Yo me quedé petrificado. Contuve la respiración y esperé.
—¿Quién hay ahí? ¿¡Hola!?
Me quedé callado, esperé y volví a empezar.
—¿Hay alguien ahí? ¿Eres tú, Trevor? ¿Frances? ¿Hola? ¿Hola?
Luego se puso a llamar a la familia entera:
—¿Nombuyiselo? ¿Sibongile? ¿Mlungisi? ¿Bulelwa? ¿Quién hay ahí? ¿Qué está pasando?
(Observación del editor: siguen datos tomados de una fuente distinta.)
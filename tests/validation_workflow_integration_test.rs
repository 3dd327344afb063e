mod common;

use std::sync::Arc;

use catalog_validate::artifact::{
    ArtifactSelection, CatalogSelection, DeclaredDependency, DirectoryArtifactSupplier,
};
use catalog_validate::catalog::CatalogModel;
use catalog_validate::error::ValidationError;
use catalog_validate::error_reporter::Severity;
use catalog_validate::orchestrator::{RunOutcome, execute, run_validation};
use catalog_validate::resolver::{CatalogResourceResolver, ResourceResolver};
use catalog_validate::validator::ValidationStatus;
use common::*;

#[test]
fn test_schema_less_document_without_catalogs_passes() {
    let workspace = Workspace::new();
    let document = workspace.write("docs/plain.xml", PLAIN_DOCUMENT);

    let report = execute(&[], &[document], true).unwrap();

    assert_eq!(report.outcome, RunOutcome::Passed);
    assert!(report.records.is_empty());
    assert_eq!(report.files[0].status, ValidationStatus::WellFormed);
}

#[test]
fn test_single_violation_is_one_located_error() {
    let workspace = Workspace::new();
    let catalog = workspace.order_catalog();
    let document = workspace.write("docs/order.xml", INVALID_ORDER);

    let report = execute(&[catalog], &[document.clone()], true).unwrap();

    assert_eq!(report.outcome, RunOutcome::Failed);
    assert_eq!(report.records.len(), 1);
    assert_eq!(report.error_count, 1);
    assert_eq!(report.fatal_count, 0);

    let record = &report.records[0];
    assert_eq!(record.severity, Severity::Error);
    assert_eq!(record.locator.line, Some(3));
    assert!(record.locator.column.is_some());
    assert!(record.message.contains("forty-two"));
    assert!(report.message.contains(": ERROR: "));
}

#[test]
fn test_unresolved_namespace_does_not_stop_the_run() {
    let workspace = Workspace::new();
    let catalog = workspace.order_catalog();
    let unmapped = workspace.write("docs/a.xml", UNMAPPED_ORDER);
    let valid = workspace.write("docs/b.xml", VALID_ORDER);

    let report = execute(&[catalog], &[unmapped.clone(), valid.clone()], true).unwrap();

    assert_eq!(report.outcome, RunOutcome::Failed);
    assert_eq!(report.records.len(), 1);
    assert_eq!(report.fatal_count, 1);
    assert_eq!(report.records[0].severity, Severity::Fatal);
    assert!(report.records[0].message.contains("urn:example:unmapped"));

    assert_eq!(report.aborted_files.len(), 1);
    assert_eq!(report.aborted_files[0].path, unmapped);
    assert_eq!(report.files.len(), 1);
    assert_eq!(report.files[0].path, valid);
    assert_eq!(report.files[0].status, ValidationStatus::Valid);
}

#[test]
fn test_malformed_catalog_aborts_before_validation() {
    let workspace = Workspace::new();
    workspace.write(
        "schemas/catalog.xml",
        r#"<catalog xmlns="urn:oasis:names:tc:entity:xmlns:xml:catalog"><uri name="a" uri="a.xsd"></catalog>"#,
    );
    let document = workspace.write("docs/order.xml", VALID_ORDER);

    let selection = CatalogSelection {
        selection: ArtifactSelection::Discover,
        catalog_dir: Some(workspace.path().join("schemas")),
        ..CatalogSelection::default()
    };
    let supplier = DirectoryArtifactSupplier::new(workspace.path());

    let error = run_validation(&selection, &supplier, &[document], true).unwrap_err();
    assert!(error.is_configuration());
    assert!(matches!(error, ValidationError::Catalog(_)));
}

#[test]
fn test_revalidating_a_file_yields_identical_records() {
    let workspace = Workspace::new();
    let catalog = workspace.order_catalog();
    let document = workspace.write("docs/order.xml", INVALID_ORDER);

    let report = execute(&[catalog], &[document.clone(), document], true).unwrap();

    assert_eq!(report.records.len(), 2);
    assert_eq!(report.records[0], report.records[1]);
}

#[test]
fn test_record_counts_add_up() {
    let workspace = Workspace::new();
    let catalog = workspace.order_catalog();
    let files = vec![
        workspace.write("docs/1.xml", INVALID_ORDER),
        workspace.write("docs/2.xml", UNMAPPED_ORDER),
        workspace.write("docs/3.xml", VALID_ORDER),
        workspace.write("docs/4.xml", PLAIN_DOCUMENT),
    ];

    let report = execute(&[catalog], &files, true).unwrap();

    assert_eq!(
        report.records.len(),
        report.warning_count + report.error_count + report.fatal_count
    );
    assert_eq!(
        report.error_count + report.fatal_count > 0,
        report.outcome == RunOutcome::Failed
    );
    assert_eq!(report.total_files(), 4);
}

#[test]
fn test_schema_location_hint_is_resolved_through_the_catalog() {
    let workspace = Workspace::new();
    workspace.write("schemas/order.xsd", ORDER_SCHEMA);
    let catalog = workspace.catalog(
        "schemas/catalog.xml",
        r#"<system systemId="http://schemas.example.com/order/v1.xsd" uri="order.xsd"/>"#,
    );
    let document = workspace.write(
        "docs/order.xml",
        r#"<?xml version="1.0"?>
<order xmlns="urn:example:v1"
       xmlns:xsi="http://www.w3.org/2001/XMLSchema-instance"
       xsi:schemaLocation="urn:example:v1 http://schemas.example.com/order/v1.xsd">
  <id>1</id>
  <item>a</item>
</order>"#,
    );

    let report = execute(&[catalog], &[document], true).unwrap();

    assert!(report.passed(), "{}", report.message);
    assert!(report.files[0].schemas[0].ends_with("order.xsd"));
}

#[test]
fn test_remote_include_is_mapped_to_a_local_copy() {
    let workspace = Workspace::new();
    workspace.write(
        "schemas/common.xsd",
        r#"<xs:schema xmlns:xs="http://www.w3.org/2001/XMLSchema"
           targetNamespace="urn:example:v1" elementFormDefault="qualified">
  <xs:simpleType name="Code">
    <xs:restriction base="xs:string">
      <xs:pattern value="[A-Z]{3}"/>
    </xs:restriction>
  </xs:simpleType>
</xs:schema>"#,
    );
    workspace.write(
        "schemas/coded.xsd",
        r#"<xs:schema xmlns:xs="http://www.w3.org/2001/XMLSchema"
           xmlns:tns="urn:example:v1"
           targetNamespace="urn:example:v1" elementFormDefault="qualified">
  <xs:include schemaLocation="http://schemas.example.com/common.xsd"/>
  <xs:element name="code" type="tns:Code"/>
</xs:schema>"#,
    );
    let catalog = workspace.catalog(
        "schemas/catalog.xml",
        r#"<uri name="urn:example:v1" uri="coded.xsd"/>
           <rewriteSystem systemIdStartString="http://schemas.example.com/" rewritePrefix="./"/>"#,
    );
    let valid = workspace.write("docs/valid.xml", r#"<code xmlns="urn:example:v1">ABC</code>"#);
    let invalid = workspace.write("docs/invalid.xml", r#"<code xmlns="urn:example:v1">abc</code>"#);

    let report = execute(&[catalog], &[valid, invalid], true).unwrap();

    assert!(report.error_count >= 1, "{}", report.message);
    assert_eq!(report.fatal_count, 0);
    assert_eq!(report.files[0].status, ValidationStatus::Valid);
    assert!(report.files[1].status.is_invalid());
}

#[test]
fn test_unmapped_remote_include_is_never_fetched() {
    let workspace = Workspace::new();
    workspace.write(
        "schemas/coded.xsd",
        r#"<xs:schema xmlns:xs="http://www.w3.org/2001/XMLSchema"
           targetNamespace="urn:example:v1" elementFormDefault="qualified">
  <xs:include schemaLocation="http://unreachable.invalid/common.xsd"/>
  <xs:element name="code" type="xs:string"/>
</xs:schema>"#,
    );
    let catalog = workspace.catalog(
        "schemas/catalog.xml",
        r#"<uri name="urn:example:v1" uri="coded.xsd"/>"#,
    );
    let document = workspace.write("docs/code.xml", r#"<code xmlns="urn:example:v1">x</code>"#);

    let report = execute(&[catalog], &[document.clone()], true).unwrap();

    assert_eq!(report.outcome, RunOutcome::Failed);
    assert_eq!(report.fatal_count, 1);
    assert_eq!(report.aborted_files[0].path, document);
}

#[test]
fn test_chained_catalogs_are_consulted() {
    let workspace = Workspace::new();
    workspace.write("schemas/v1/order.xsd", ORDER_SCHEMA);
    workspace.catalog(
        "schemas/v1/catalog.xml",
        r#"<uri name="urn:example:v1" uri="order.xsd"/>"#,
    );
    let root = workspace.catalog(
        "schemas/root.xml",
        r#"<nextCatalog catalog="v1/catalog.xml"/>"#,
    );
    let document = workspace.write("docs/order.xml", VALID_ORDER);

    let report = execute(&[root], &[document], true).unwrap();
    assert!(report.passed(), "{}", report.message);
}

#[test]
fn test_prefer_public_decides_entity_lookups() {
    let workspace = Workspace::new();
    workspace.write("dtd/public.dtd", "<!ELEMENT doc EMPTY>");
    workspace.write("dtd/system.dtd", "<!ELEMENT doc EMPTY>");
    let catalog = workspace.catalog(
        "dtd/catalog.xml",
        r#"<public publicId="-//Example//DTD Doc//EN" uri="public.dtd"/>
           <system systemId="http://example.com/doc.dtd" uri="system.dtd"/>"#,
    );

    let lookup = |prefer_public: bool| {
        let model = CatalogModel::load(std::slice::from_ref(&catalog), prefer_public).unwrap();
        let resolver = CatalogResourceResolver::new(Arc::new(model));
        resolver
            .resolve_entity(
                Some("-//Example//DTD Doc//EN"),
                Some("http://example.com/doc.dtd"),
            )
            .unwrap()
            .unwrap()
            .path()
            .to_path_buf()
    };

    assert!(lookup(true).ends_with("public.dtd"));
    assert!(lookup(false).ends_with("system.dtd"));
}

#[test]
fn test_convention_selection_through_the_supplier() {
    let workspace = Workspace::new();
    workspace.write("artifacts/catalog-1.0/order.xsd", ORDER_SCHEMA);
    workspace.catalog(
        "artifacts/catalog-1.0/catalog.xml",
        r#"<uri name="urn:example:v1" uri="order.xsd"/>"#,
    );
    let document = workspace.write("docs/order.xml", VALID_ORDER);

    let selection = CatalogSelection {
        selection: ArtifactSelection::Convention,
        dependencies: vec![
            "com.example.schemas:catalog:1.0"
                .parse::<DeclaredDependency>()
                .unwrap(),
        ],
        ..CatalogSelection::default()
    };
    let supplier = DirectoryArtifactSupplier::new(workspace.path().join("artifacts"));

    let report = run_validation(&selection, &supplier, &[document], true).unwrap();
    assert!(report.passed(), "{}", report.message);
    assert_eq!(report.catalogs.len(), 1);
}

#[test]
fn test_missing_artifact_is_a_configuration_error() {
    let workspace = Workspace::new();
    let selection = CatalogSelection {
        schema_version: Some("7.0".to_string()),
        ..CatalogSelection::default()
    };
    let supplier = DirectoryArtifactSupplier::new(workspace.path());

    let error = run_validation(&selection, &supplier, &[], true).unwrap_err();
    assert!(matches!(error, ValidationError::ArtifactNotFound { .. }));
    assert!(error.is_configuration());
}

/// Imports `urn:b` for the `code` element type; `{import}` is the `xs:import` element
fn importing_schema(import: &str) -> String {
    format!(
        r#"<xs:schema xmlns:xs="http://www.w3.org/2001/XMLSchema" xmlns:b="urn:b"
           targetNamespace="urn:a" elementFormDefault="qualified">
  {}
  <xs:element name="doc">
    <xs:complexType>
      <xs:sequence>
        <xs:element name="code" type="b:code"/>
      </xs:sequence>
    </xs:complexType>
  </xs:element>
</xs:schema>"#,
        import
    )
}

const IMPORTED_SCHEMA: &str = r#"<xs:schema xmlns:xs="http://www.w3.org/2001/XMLSchema"
           targetNamespace="urn:b">
  <xs:simpleType name="code">
    <xs:restriction base="xs:string">
      <xs:pattern value="[A-Z]{3}"/>
    </xs:restriction>
  </xs:simpleType>
</xs:schema>"#;

#[test]
fn test_nested_imports_fall_back_to_the_namespace_entry() {
    for import in [
        r#"<xs:import namespace="urn:b" schemaLocation="http://remote.invalid/b.xsd"/>"#,
        r#"<xs:import namespace="urn:b"/>"#,
    ] {
        let workspace = Workspace::new();
        workspace.write("schemas/a.xsd", &importing_schema(import));
        workspace.write("schemas/b.xsd", IMPORTED_SCHEMA);
        let catalog = workspace.catalog(
            "schemas/catalog.xml",
            r#"<uri name="urn:a" uri="a.xsd"/>
               <uri name="urn:b" uri="b.xsd"/>"#,
        );
        let valid = workspace.write(
            "docs/valid.xml",
            r#"<doc xmlns="urn:a"><code>ABC</code></doc>"#,
        );
        let invalid = workspace.write(
            "docs/invalid.xml",
            r#"<doc xmlns="urn:a"><code>abc</code></doc>"#,
        );

        let report = execute(&[catalog.clone()], &[valid], true).unwrap();
        assert!(report.passed(), "{}: {}", import, report.message);
        assert_eq!(report.files[0].status, ValidationStatus::Valid);

        let report = execute(&[catalog], &[invalid], true).unwrap();
        assert_eq!(report.fatal_count, 0, "{}: {}", import, report.message);
        assert!(report.error_count >= 1);
    }
}

#[test]
fn test_non_ascii_namespace_is_resolved() {
    let workspace = Workspace::new();
    workspace.write(
        "schemas/accent.xsd",
        &ORDER_SCHEMA.replace("urn:example:v1", "urn:example:é"),
    );
    let catalog = workspace.catalog(
        "schemas/catalog.xml",
        r#"<uri name="urn:example:é" uri="accent.xsd"/>"#,
    );
    let mapped = workspace.write(
        "docs/mapped.xml",
        &VALID_ORDER.replace("urn:example:v1", "urn:example:é"),
    );
    let unmapped = workspace.write(
        "docs/unmapped.xml",
        &VALID_ORDER.replace("urn:example:v1", "urn:publicid:%aé"),
    );

    let report = execute(&[catalog], &[mapped.clone(), unmapped.clone()], true).unwrap();

    assert_eq!(report.files.len(), 1);
    assert_eq!(report.files[0].path, mapped);
    assert_eq!(report.files[0].status, ValidationStatus::Valid);
    assert_eq!(report.aborted_files[0].path, unmapped);
    assert_eq!(report.fatal_count, 1);
}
Era como un juego; como si estuviera intentando esconderme y una anciana estuviera intentando encontrarme usando un sónar. Cada vez que ella decía mi nombre, yo me quedaba petrificado. Y se hacía el silencio total. «¿Quién hay ahí? ¿Hola?» Yo hacía una pausa, esperaba a que ella se volviera a reclinar en su silla y luego empezaba otra vez.
Por fin, después de lo que me pareció una eternidad, terminé. Me puse de pie, recogí el papel de periódico, que no es la cosa más silenciosa del mundo, y lo doblé muuuuuuuuy despacio. Pero crujió.